Like many of their peers, the music of Bowerbirds is centered around highly melodic vocals and lightly strummed or finger picked acoustic guitars. Filling out the possible gaps in the sound, they also make use of the violin, accordion, tambourine and hi-hats, all of which boldly emphasise the natural feel of the album. Each of the melodic instruments provide a very earthy and organic sound in a similar tonal range. This selection of aurally similar instruments focuses Bowerbirds sound to the tune of a thousand rainy days, whilst its no walk through the morgue, 'Hymns for a Dark Horse
' constantly pulls you back down to reality with its melancholic lull.
Immediately parallels can be drawn to artists/bands such as Bon Iver, Fleet Foxes and Great Lake Swimmers
, but even then Bowerbirds manage to carve out their own niche sound in this rather popular genre. The percussive and very rhythmic nature of the songs Bowerbirds writes is essentially one of the defining aspects of their sound that forces you to take notice of them in amongst the myriad of Indie/Folk/Pop groups traversing the earth.
All throughout 'Hymns for a Dark Horse
', you can hear feel and sense the world around us come alive to the pulses and the clank of the bass drum. The bass drum falls deep within the mix, never overbearing the instruments in front of it, but at the same time providing the final bit of polish to every song. The deep hits of the bass drum are reminiscent of the sound of timpani drums, accenting various aspects of the lyrics or the melodies played by the other instruments. Concurrently in many instances the side stick hits provide a precise clockwork structure and rigidity that pushes the songs forward and engraves their general heavy hearted tone.

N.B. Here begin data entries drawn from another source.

//! Snapshot and audit log records

use chrono::{DateTime, Utc};
use serde::{Deserialize, Serialize};
use sha2::{Digest, Sha256};
use std::collections::BTreeMap;
use std::fmt;
use std::str::FromStr;
use uuid::Uuid;

pub type SnapshotId = Uuid;
pub type AuditLogId = Uuid;

/// Captured entity state, keyed by field name. `BTreeMap` keeps the
/// serialized order stable.
pub type EntityFields = BTreeMap<String, FieldValue>;

/// Kind of mutation a snapshot records
#[derive(Debug, Clone, Copy, PartialEq, Eq, Hash, Serialize, Deserialize)]
#[serde(rename_all = "snake_case")]
pub enum ChangeKind {
    Created,
    Modified,
    Deleted,
}

impl ChangeKind {
    pub fn as_str(&self) -> &'static str {
        match self {
            ChangeKind::Created => "created",
            ChangeKind::Modified => "modified",
            ChangeKind::Deleted => "deleted",
        }
    }
}

impl fmt::Display for ChangeKind {
    fn fmt(&self, f: &mut fmt::Formatter<'_>) -> fmt::Result {
        f.write_str(self.as_str())
    }
}

impl FromStr for ChangeKind {
    type Err = String;

    fn from_str(s: &str) -> Result<Self, Self::Err> {
        match s {
            "created" => Ok(ChangeKind::Created),
            "modified" => Ok(ChangeKind::Modified),
            "deleted" => Ok(ChangeKind::Deleted),
            _ => Err(format!("Unknown change kind: {}", s)),
        }
    }
}

/// A single captured field. Relations are held by identifier only, so a
/// snapshot can never contain a nested entity.
#[derive(Debug, Clone, PartialEq, Serialize, Deserialize)]
#[serde(tag = "type", content = "value", rename_all = "snake_case")]
pub enum FieldValue {
    Null,
    Bool(bool),
    Integer(i64),
    Real(f64),
    Text(String),
    Timestamp(#[serde(with = "canonical_timestamp")] DateTime<Utc>),
    Reference(String),
    References(Vec<String>),
}

impl FieldValue {
    pub fn text(value: impl Into<String>) -> Self {
        FieldValue::Text(value.into())
    }

    pub fn optional_timestamp(value: Option<DateTime<Utc>>) -> Self {
        value.map(FieldValue::Timestamp).unwrap_or(FieldValue::Null)
    }

    pub fn as_text(&self) -> Option<&str> {
        match self {
            FieldValue::Text(s) => Some(s),
            _ => None,
        }
    }

    pub fn as_integer(&self) -> Option<i64> {
        match self {
            FieldValue::Integer(i) => Some(*i),
            _ => None,
        }
    }

    pub fn as_timestamp(&self) -> Option<DateTime<Utc>> {
        match self {
            FieldValue::Timestamp(t) => Some(*t),
            _ => None,
        }
    }

    pub fn as_reference(&self) -> Option<&str> {
        match self {
            FieldValue::Reference(id) => Some(id),
            _ => None,
        }
    }

    pub fn as_references(&self) -> Option<&[String]> {
        match self {
            FieldValue::References(ids) => Some(ids),
            _ => None,
        }
    }

    pub fn is_null(&self) -> bool {
        matches!(self, FieldValue::Null)
    }
}

/// RFC 3339, UTC, fixed microsecond precision
mod canonical_timestamp {
    use chrono::{DateTime, SecondsFormat, Utc};
    use serde::{Deserialize, Deserializer, Serializer};

    pub fn serialize<S: Serializer>(value: &DateTime<Utc>, serializer: S) -> Result<S::Ok, S::Error> {
        serializer.serialize_str(&value.to_rfc3339_opts(SecondsFormat::Micros, true))
    }

    pub fn deserialize<'de, D: Deserializer<'de>>(deserializer: D) -> Result<DateTime<Utc>, D::Error> {
        let raw = String::deserialize(deserializer)?;
        DateTime::parse_from_rfc3339(&raw)
            .map(|t| t.with_timezone(&Utc))
            .map_err(serde::de::Error::custom)
    }
}

/// Immutable capture of one entity at one point in its history
#[derive(Debug, Clone, Serialize, Deserialize)]
pub struct Snapshot {
    pub id: SnapshotId,
    pub entity_id: String,
    pub entity_type: String,
    pub change: ChangeKind,
    /// Canonical serialized state
    pub payload: String,
    /// SHA-256 of `payload`, hex encoded
    pub checksum: String,
    pub created_at: DateTime<Utc>,
    pub audit_log_id: AuditLogId,
}

impl Snapshot {
    pub fn new(
        entity_type: &str,
        entity_id: &str,
        change: ChangeKind,
        payload: String,
        audit_log: &AuditLog,
    ) -> Self {
        Self {
            id: Uuid::new_v4(),
            entity_id: entity_id.to_string(),
            entity_type: entity_type.to_string(),
            change,
            checksum: payload_checksum(&payload),
            payload,
            created_at: audit_log.created_at,
            audit_log_id: audit_log.id,
        }
    }

    pub fn verify(&self) -> bool {
        payload_checksum(&self.payload) == self.checksum
    }

    pub fn summary(&self) -> SnapshotSummary {
        SnapshotSummary {
            id: self.id,
            created_at: self.created_at,
            audit_log_id: self.audit_log_id,
            change: self.change,
        }
    }
}

/// Read-only history row handed to external consumers
#[derive(Debug, Clone, PartialEq, Serialize, Deserialize)]
pub struct SnapshotSummary {
    pub id: SnapshotId,
    pub created_at: DateTime<Utc>,
    pub audit_log_id: AuditLogId,
    pub change: ChangeKind,
}

/// Grouping of every snapshot written by one unit of work
#[derive(Debug, Clone, PartialEq, Serialize, Deserialize)]
pub struct AuditLog {
    pub id: AuditLogId,
    pub created_at: DateTime<Utc>,
}

impl AuditLog {
    pub fn new(created_at: DateTime<Utc>) -> Self {
        Self {
            id: Uuid::new_v4(),
            created_at: truncate_to_micros(created_at),
        }
    }
}

/// Row counts across the audit tables
#[derive(Debug, Clone, Default, PartialEq, Serialize, Deserialize)]
pub struct StoreStats {
    pub audit_logs: u64,
    pub snapshots: u64,
    pub entities: u64,
}

pub fn payload_checksum(payload: &str) -> String {
    let mut hasher = Sha256::new();
    hasher.update(payload.as_bytes());
    hex::encode(hasher.finalize())
}

/// Timestamps are persisted as integer microseconds.
pub(crate) fn truncate_to_micros(t: DateTime<Utc>) -> DateTime<Utc> {
    DateTime::from_timestamp_micros(t.timestamp_micros()).unwrap_or(t)
}

#[cfg(test)]
mod tests {
    use super::*;
    use chrono::TimeZone;

    #[test]
    fn test_field_value_wire_format() {
        let at = Utc.with_ymd_and_hms(2024, 3, 1, 12, 0, 0).unwrap();
        let json = serde_json::to_string(&FieldValue::Timestamp(at)).unwrap();
        assert_eq!(json, r#"{"type":"timestamp","value":"2024-03-01T12:00:00.000000Z"}"#);

        let json = serde_json::to_string(&FieldValue::References(vec!["7".into(), "9".into()])).unwrap();
        assert_eq!(json, r#"{"type":"references","value":["7","9"]}"#);

        assert_eq!(serde_json::to_string(&FieldValue::Null).unwrap(), r#"{"type":"null"}"#);
    }

    #[test]
    fn test_snapshot_inherits_audit_log_time_and_checksum() {
        let log = AuditLog::new(Utc::now());
        let snap = Snapshot::new("Post", "1", ChangeKind::Created, "{}".to_string(), &log);
        assert_eq!(snap.created_at, log.created_at);
        assert_eq!(snap.audit_log_id, log.id);
        assert!(snap.verify());

        let mut tampered = snap.clone();
        tampered.payload = r#"{"title":{"type":"text","value":"x"}}"#.to_string();
        assert!(!tampered.verify());
    }

    #[test]
    fn test_change_kind_parse() {
        assert_eq!("deleted".parse::<ChangeKind>().unwrap(), ChangeKind::Deleted);
        assert!("archived".parse::<ChangeKind>().is_err());
    }
}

With a hinted influence of shoegaze these 10 tracks of melancholic bliss continually shift between a childlike sense of optimism and the pessimistic realisations of adulthood. Constantly drawing influence and allusion to the earth around us, Bowerbirds provide some insight into their take on humanities footprint on this blue dot we inhibit. References to snails, cockroaches, branches, roots and well mannered individuals all aid in describing various aspects of our lives sometimes from the perspective of an unashamed environmentalist, other times simply as another individual blundering through the days, contemplating hope and life.

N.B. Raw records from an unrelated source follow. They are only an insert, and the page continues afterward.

//! Chronicle Audit Module
//!
//! Snapshot capture on commit, append-only history and rollback

pub mod interceptor;
pub mod model;
pub mod registry;
pub mod rollback;
pub mod serializer;
pub mod store;

pub use interceptor::ChangeInterceptor;
pub use model::{AuditLog, AuditLogId, ChangeKind, EntityFields, FieldValue, Snapshot, SnapshotId, SnapshotSummary, StoreStats};
pub use registry::{AuditedEntity, EntityRegistry, RegistryEntry};
pub use rollback::{RollbackEngine, RollbackOptions, RollbackOutcome, RollbackTarget};
pub use serializer::{CapturedState, SnapshotSerializer};
pub use store::SnapshotStore;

Bowerbirds are a band that will surely become synonymous with the folk genre in years to come, their creative and soulful songwriting props them on a level slightly above many of their peers. While highly focused, 'Hymns for a Dark Horse
' occasionally falls victim to monotony, with a very limited sense of dynamic and emotional variance, the songs come across flat, heavy and often downbeat. But ultimately the simple song structures and catchy melodies prevail, allowing the songs to carry a heavy mood without compromising their easy listening nature.